-- Exercise input follows --
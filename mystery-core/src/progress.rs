//! Staged progress reporting for scenario generation.
//!
//! Generation takes long enough that callers want to show the player how far
//! along it is. Updates are published through a [`ProgressSink`]; publishing
//! is fire-and-forget, so a broken sink degrades to a silent progress bar
//! rather than a failed generation.

use async_trait::async_trait;
use serde::Serialize;
use std::time::Duration;

const PUBLISH_TIMEOUT: Duration = Duration::from_secs(1);

/// Where a generation run currently is.
#[derive(Debug, Clone, Copy, PartialEq, Eq, Serialize)]
#[serde(rename_all = "snake_case")]
pub enum Stage {
    Started,
    GeneratingScenario,
    ScenarioComplete,
    GeneratingPersonas,
    PersonaComplete,
    GeneratingImages,
    InitializingGame,
    Complete,
    Error,
}

/// One progress update.
#[derive(Debug, Clone, PartialEq, Serialize)]
pub struct ProgressUpdate {
    pub game_id: String,
    pub stage: Stage,
    /// 0..=100.
    pub progress: u8,
    pub message: String,
    #[serde(skip_serializing_if = "Option::is_none")]
    pub persona_name: Option<String>,
    #[serde(skip_serializing_if = "Option::is_none")]
    pub persona_index: Option<usize>,
    #[serde(skip_serializing_if = "Option::is_none")]
    pub total_personas: Option<usize>,
}

impl ProgressUpdate {
    fn simple(game_id: &str, stage: Stage, progress: u8, message: impl Into<String>) -> Self {
        Self {
            game_id: game_id.to_string(),
            stage,
            progress,
            message: message.into(),
            persona_name: None,
            persona_index: None,
            total_personas: None,
        }
    }
}

/// Receives progress updates. Implementations must never fail the caller.
#[async_trait]
pub trait ProgressSink: Send + Sync {
    async fn publish(&self, update: ProgressUpdate);
}

/// Discards all updates.
pub struct NullProgress;

#[async_trait]
impl ProgressSink for NullProgress {
    async fn publish(&self, _update: ProgressUpdate) {}
}

/// Posts updates to a backend that relays them to the player's client.
pub struct HttpProgressSink {
    endpoint: String,
    client: reqwest::Client,
}

impl HttpProgressSink {
    /// `endpoint` is the full URL updates are posted to, e.g.
    /// `http://backend/api/internal/progress`.
    pub fn new(endpoint: impl Into<String>) -> Self {
        Self {
            endpoint: endpoint.into(),
            client: reqwest::Client::new(),
        }
    }
}

#[async_trait]
impl ProgressSink for HttpProgressSink {
    async fn publish(&self, update: ProgressUpdate) {
        let result = self
            .client
            .post(&self.endpoint)
            .timeout(PUBLISH_TIMEOUT)
            .json(&update)
            .send()
            .await;
        match result {
            Ok(_) => {
                tracing::debug!(stage = ?update.stage, progress = update.progress, "progress sent")
            }
            Err(err) => tracing::warn!(error = %err, "failed to send progress update"),
        }
    }
}

/// Typed helpers for the fixed stages of a generation run.
pub struct ProgressReporter<'a> {
    sink: &'a dyn ProgressSink,
    game_id: &'a str,
}

impl<'a> ProgressReporter<'a> {
    pub fn new(sink: &'a dyn ProgressSink, game_id: &'a str) -> Self {
        Self { sink, game_id }
    }

    pub async fn started(&self) {
        self.send(Stage::Started, 0, "Generation started...").await;
    }

    pub async fn generating_scenario(&self) {
        self.send(Stage::GeneratingScenario, 10, "Drafting the scenario...")
            .await;
    }

    pub async fn scenario_complete(&self) {
        self.send(
            Stage::ScenarioComplete,
            40,
            "Scenario drafted, generating characters...",
        )
        .await;
    }

    pub async fn generating_personas(&self, total: usize) {
        let mut update = ProgressUpdate::simple(
            self.game_id,
            Stage::GeneratingPersonas,
            45,
            format!("Generating {total} characters in parallel..."),
        );
        update.total_personas = Some(total);
        self.sink.publish(update).await;
    }

    /// Persona completions walk progress from 45% to 80%.
    pub async fn persona_complete(&self, name: &str, index: usize, total: usize) {
        let progress = 45 + (35 * (index + 1) / total.max(1)) as u8;
        let mut update = ProgressUpdate::simple(
            self.game_id,
            Stage::PersonaComplete,
            progress,
            format!("Character '{name}' ready ({}/{total})", index + 1),
        );
        update.persona_name = Some(name.to_string());
        update.persona_index = Some(index);
        update.total_personas = Some(total);
        self.sink.publish(update).await;
    }

    pub async fn generating_images(&self) {
        self.send(
            Stage::GeneratingImages,
            85,
            "Generating crime scene images...",
        )
        .await;
    }

    pub async fn initializing_game(&self) {
        self.send(Stage::InitializingGame, 95, "Initializing the game...")
            .await;
    }

    pub async fn complete(&self) {
        self.send(Stage::Complete, 100, "Generation complete").await;
    }

    pub async fn error(&self, message: &str) {
        self.send(Stage::Error, 0, format!("Error: {message}")).await;
    }

    async fn send(&self, stage: Stage, progress: u8, message: impl Into<String>) {
        self.sink
            .publish(ProgressUpdate::simple(self.game_id, stage, progress, message))
            .await;
    }
}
-- Exercise input concluded --
For every line above that includes the word "ScenarioComplete", return the line.

    ScenarioComplete,
            Stage::ScenarioComplete,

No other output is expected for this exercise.